She's going to leave me. I know this for a fact. She's too beautiful for me. Too witty, too at ease in the world and social situations. She knows wine. She speaks French. She can see a Versace dress in a magazine and knock off a copy for herself in a weekend. Her friends are as sparkling and jewel-like as she. I can't keep up. Each night we're together, I feel her growing tired of my solidity. My lead-footed drabness.

"It's Bernice's birthday this weekend," she says. "There's going to be a big party at Jimmy's warehouse."

"Sounds great," I say.

She smiles, and says, "I'll pick up some wine." But I hear it as, "Liar."

I know she's already halfway out the door, but I can't lose her completely. I need something to remember her by. One night while she's asleep I take the extra sharp Japanese gardening knife I use for boning chicken and carefully remove one of her kidneys.

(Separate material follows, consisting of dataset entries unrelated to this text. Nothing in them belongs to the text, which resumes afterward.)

use std::collections::BTreeMap;

use serde::Serialize;

use crate::parser::decode_capped;

/// Field holding the decoded script text.
pub const FIELD_ENSCRIPT: &str = "enscript";

/// Appended to text cut at the output cap.
pub const TRUNCATION_MARKER: &str = "\r\n<truncated>";

pub const DEFAULT_MAX_OUTPUT_CHARS: usize = 65_536;

/// Named text artifacts produced for one sample.
///
/// An empty report means there was nothing to report: no encoded block, an
/// unreadable file, or a block that decoded to nothing.
#[derive(Debug, Clone, Default, PartialEq, Eq, Serialize)]
#[serde(transparent)]
pub struct Report {
    fields: BTreeMap<String, String>,
}

impl Report {
    #[must_use]
    pub const fn new() -> Self {
        Self {
            fields: BTreeMap::new(),
        }
    }

    /// Builds the report for decoded script bytes, capping the text at
    /// `max_chars` characters. A zero cap keeps no text at all.
    #[must_use]
    pub fn from_decoded(bytes: &[u8], max_chars: usize) -> Self {
        let mut report = Self::new();
        if bytes.is_empty() || max_chars == 0 {
            return report;
        }
        let (text, truncated) = decode_capped(bytes, max_chars);
        let mut text = text.into_owned();
        if truncated {
            text.push_str(TRUNCATION_MARKER);
        }
        report.insert(FIELD_ENSCRIPT, text);
        report
    }

    pub fn insert(&mut self, field: impl Into<String>, value: impl Into<String>) {
        self.fields.insert(field.into(), value.into());
    }

    #[must_use]
    pub fn get(&self, field: &str) -> Option<&str> {
        self.fields.get(field).map(String::as_str)
    }

    #[must_use]
    pub fn enscript(&self) -> Option<&str> {
        self.get(FIELD_ENSCRIPT)
    }

    #[must_use]
    pub fn is_empty(&self) -> bool {
        self.fields.is_empty()
    }

    #[must_use]
    pub fn len(&self) -> usize {
        self.fields.len()
    }

    pub fn iter(&self) -> impl Iterator<Item = (&str, &str)> {
        self.fields.iter().map(|(k, v)| (k.as_str(), v.as_str()))
    }

    #[must_use]
    pub fn into_inner(self) -> BTreeMap<String, String> {
        self.fields
    }
}

#[cfg(test)]
mod tests {
    use super::*;

    #[test]
    fn empty_bytes_produce_an_empty_report() {
        let report = Report::from_decoded(b"", DEFAULT_MAX_OUTPUT_CHARS);
        assert!(report.is_empty());
        assert_eq!(report.enscript(), None);
    }

    #[test]
    fn short_text_is_stored_verbatim() {
        let report = Report::from_decoded(b"WScript.Echo 1\r\n", DEFAULT_MAX_OUTPUT_CHARS);
        assert_eq!(report.enscript(), Some("WScript.Echo 1\r\n"));
        assert_eq!(report.len(), 1);
    }

    #[test]
    fn text_at_the_cap_is_not_marked() {
        let bytes = vec![b'x'; DEFAULT_MAX_OUTPUT_CHARS];
        let report = Report::from_decoded(&bytes, DEFAULT_MAX_OUTPUT_CHARS);
        let text = report.enscript().unwrap();
        assert_eq!(text.len(), DEFAULT_MAX_OUTPUT_CHARS);
        assert!(!text.ends_with(TRUNCATION_MARKER));
    }

    #[test]
    fn zero_cap_keeps_no_text() {
        let report = Report::from_decoded(b"WScript.Echo 1", 0);
        assert!(report.is_empty());
        assert_eq!(report.enscript(), None);
    }

    #[test]
    fn truncated_length_is_independent_of_overshoot() {
        let expected = DEFAULT_MAX_OUTPUT_CHARS + TRUNCATION_MARKER.chars().count();
        for extra in [1usize, 17, 100_000] {
            let bytes = vec![0xE9u8; DEFAULT_MAX_OUTPUT_CHARS + extra];
            let report = Report::from_decoded(&bytes, DEFAULT_MAX_OUTPUT_CHARS);
            let text = report.enscript().unwrap();
            assert_eq!(text.chars().count(), expected, "overshoot {extra}");
            assert!(text.ends_with(TRUNCATION_MARKER));
        }
    }

    #[test]
    fn serializes_as_a_flat_map() {
        let report = Report::from_decoded(b"abc", 16);
        let json = serde_json::to_value(&report).unwrap();
        assert_eq!(json, serde_json::json!({ "enscript": "abc" }));
        assert_eq!(
            serde_json::to_string(&Report::new()).unwrap(),
            "{}"
        );
    }
}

She's a ridiculously healthy creature and will never miss it.

I wrap the kidney lovingly in colored tissue paper and store it with a sachet in the back of the refrigerator. I close up the incision using one of her sewing needles and some dental floss. She's a pale girl and will never notice the white floss against her skin. In the morning, a little guilty, I get up early and make us a big breakfast.

Over the next few couple of weeks, I take more mementos. Fingernail clippings. That sensitive spot at the base of her spine. Her spleen. A birthmark shaped like Martin Sheen.

And then she's gone. There's no last fight. No final confrontation or brouhaha, just a quiet acceptance by both of us that this is it. There's some quick packing. An awkward hug. A mention that she'd come back for the rest of her stuff in a few days, and she's gone.

Shattered, I sit down at the computer to email to my brother about what's happened. When I try to hit the space bar, one of my thumbs is missing. And I can't remember how to spell "Matthew." I scratch my head and can feel an incision all the way around my scalp, just at the hairline.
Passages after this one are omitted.